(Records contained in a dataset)
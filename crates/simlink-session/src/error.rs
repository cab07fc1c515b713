use simlink_channel::ChannelError;
use simlink_display::ProtocolError;

/// Errors that end a session.
#[derive(Debug, thiserror::Error)]
pub enum SessionError {
    /// Channel setup or polling failed.
    #[error("channel error: {0}")]
    Channel(#[from] ChannelError),

    /// The firmware broke the display or LED framing.
    #[error("protocol error: {0}")]
    Protocol(#[from] ProtocolError),

    /// Writing to the key channel failed.
    #[error("key-out write failed: {0}")]
    KeyOut(std::io::Error),

    /// The firmware process could not be checked or stopped.
    #[error("firmware error: {0}")]
    Firmware(std::io::Error),

    /// The passthrough handler failed.
    #[error("passthrough handler failed: {0}")]
    Passthrough(std::io::Error),

    /// The session has already reached its terminal state.
    #[error("session already stopped")]
    Stopped,
}

pub type Result<T> = std::result::Result<T, SessionError>;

Work to be completed: Your reply is to repeat, unchanged, the lines above running from the one with "end a session." up to and including the one with "key channel failed.".

Your response:
/// Errors that end a session.
#[derive(Debug, thiserror::Error)]
pub enum SessionError {
    /// Channel setup or polling failed.
    #[error("channel error: {0}")]
    Channel(#[from] ChannelError),

    /// The firmware broke the display or LED framing.
    #[error("protocol error: {0}")]
    Protocol(#[from] ProtocolError),

    /// Writing to the key channel failed.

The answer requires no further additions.